▶ [Work instruction]
Pick every line out of the entries below that holds the string "decides", and report them.

[Dataset records]
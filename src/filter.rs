//! Path and line filtering.
//!
//! [`PathFilter`] decides which directory entries take part in a merge and
//! [`CommentFilter`] decides which source lines are dropped from it.

use crate::config::Config;
use std::collections::HashSet;

/// Name-based entry filter built from a [`Config`].
///
/// Folder and file skip lists match exact names; allowed extensions match
/// name suffixes.
#[derive(Debug, Clone, Default)]
pub struct PathFilter {
    skip_folders: HashSet<String>,
    skip_files: HashSet<String>,
    allowed_extensions: Vec<String>,
}

impl PathFilter {
    /// Creates a filter from the configuration's skip and allow lists.
    #[must_use]
    pub fn new(config: &Config) -> Self {
        Self::from_lists(
            &config.skip_folders,
            &config.skip_files,
            &config.allowed_extensions,
        )
    }

    /// Creates a filter from explicit lists.
    #[must_use]
    pub fn from_lists(
        skip_folders: &[String],
        skip_files: &[String],
        allowed_extensions: &[String],
    ) -> Self {
        Self {
            skip_folders: skip_folders.iter().cloned().collect(),
            skip_files: skip_files.iter().cloned().collect(),
            allowed_extensions: allowed_extensions.to_vec(),
        }
    }

    /// Returns true if an entry with this name prunes its whole subtree.
    #[must_use]
    pub fn is_skipped_folder(&self, name: &str) -> bool {
        self.skip_folders.contains(name)
    }

    /// Returns true if a file with this name should be merged.
    #[must_use]
    pub fn is_eligible_file(&self, name: &str) -> bool {
        self.has_allowed_extension(name) && !self.skip_files.contains(name)
    }

    fn has_allowed_extension(&self, name: &str) -> bool {
        self.allowed_extensions
            .iter()
            .any(|ext| name.ends_with(ext.as_str()))
    }
}

/// Drops lines that hold nothing but an inline comment.
///
/// This is a line heuristic, not a lexer: block comments spanning several
/// lines are kept, and so is a marker that appears after code.
#[derive(Debug, Clone)]
pub struct CommentFilter {
    marker: String,
}

impl CommentFilter {
    /// Creates a comment filter for the given inline marker.
    #[must_use]
    pub fn new(marker: impl Into<String>) -> Self {
        Self {
            marker: marker.into(),
        }
    }

    /// Returns the inline marker.
    #[must_use]
    pub fn marker(&self) -> &str {
        &self.marker
    }

    /// Returns true if the line should be dropped from the output.
    #[must_use]
    pub fn is_comment_only_line(&self, line: &str) -> bool {
        is_comment_only_line(line, &self.marker)
    }
}

/// Returns true if `line`, with leading whitespace removed, starts with `marker`.
#[must_use]
pub fn is_comment_only_line(line: &str, marker: &str) -> bool {
    line.trim_start().starts_with(marker)
}

#[cfg(test)]
mod tests {
    use super::*;

    fn strings(items: &[&str]) -> Vec<String> {
        items.iter().map(ToString::to_string).collect()
    }

    fn python_filter() -> PathFilter {
        PathFilter::from_lists(
            &strings(&["__pycache__", ".git", "venv"]),
            &strings(&["setup.py", "conftest.py"]),
            &strings(&[".py", ".pyi"]),
        )
    }

    #[test]
    fn test_skipped_folder_exact_match() {
        let filter = python_filter();

        assert!(filter.is_skipped_folder("venv"));
        assert!(filter.is_skipped_folder(".git"));
        assert!(!filter.is_skipped_folder("venv2"));
        assert!(!filter.is_skipped_folder("Venv"));
        assert!(!filter.is_skipped_folder("src"));
    }

    #[test]
    fn test_eligible_by_extension() {
        let filter = python_filter();

        assert!(filter.is_eligible_file("main.py"));
        assert!(filter.is_eligible_file("types.pyi"));
        assert!(!filter.is_eligible_file("README.md"));
        assert!(!filter.is_eligible_file("main.py.bak"));
    }

    #[test]
    fn test_skip_files_override_extension() {
        let filter = python_filter();

        assert!(!filter.is_eligible_file("setup.py"));
        assert!(!filter.is_eligible_file("conftest.py"));
        assert!(filter.is_eligible_file("my_setup.py"));
    }

    #[test]
    fn test_extension_is_plain_suffix() {
        let filter = PathFilter::from_lists(&[], &[], &strings(&["py"]));

        // Suffix match, not an extension parse.
        assert!(filter.is_eligible_file("happy"));
        assert!(filter.is_eligible_file("a.py"));
    }

    #[test]
    fn test_no_allowed_extensions_rejects_everything() {
        let filter = PathFilter::default();
        assert!(!filter.is_eligible_file("main.rs"));
    }

    #[test]
    fn test_comment_only_lines() {
        let filter = CommentFilter::new("#");

        assert!(filter.is_comment_only_line("# comment\n"));
        assert!(filter.is_comment_only_line("    # indented\n"));
        assert!(filter.is_comment_only_line("\t#\n"));
        assert!(filter.is_comment_only_line("#"));
        assert!(!filter.is_comment_only_line("x = 1  # trailing\n"));
        assert!(!filter.is_comment_only_line("\n"));
        assert!(!filter.is_comment_only_line(""));
    }

    #[test]
    fn test_multi_char_marker() {
        assert!(is_comment_only_line("  // note", "//"));
        assert!(is_comment_only_line("/// doc", "//"));
        assert!(!is_comment_only_line("/* block */", "//"));
        assert!(!is_comment_only_line("let url = \"http://x\";", "//"));
    }

    #[test]
    fn test_block_comment_lines_are_kept() {
        let filter = CommentFilter::new("#");

        assert!(!filter.is_comment_only_line("\"\"\"\n"));
        assert!(!filter.is_comment_only_line("docstring body\n"));
    }
}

▶ [Reply]
//! [`PathFilter`] decides which directory entries take part in a merge and
//! [`CommentFilter`] decides which source lines are dropped from it.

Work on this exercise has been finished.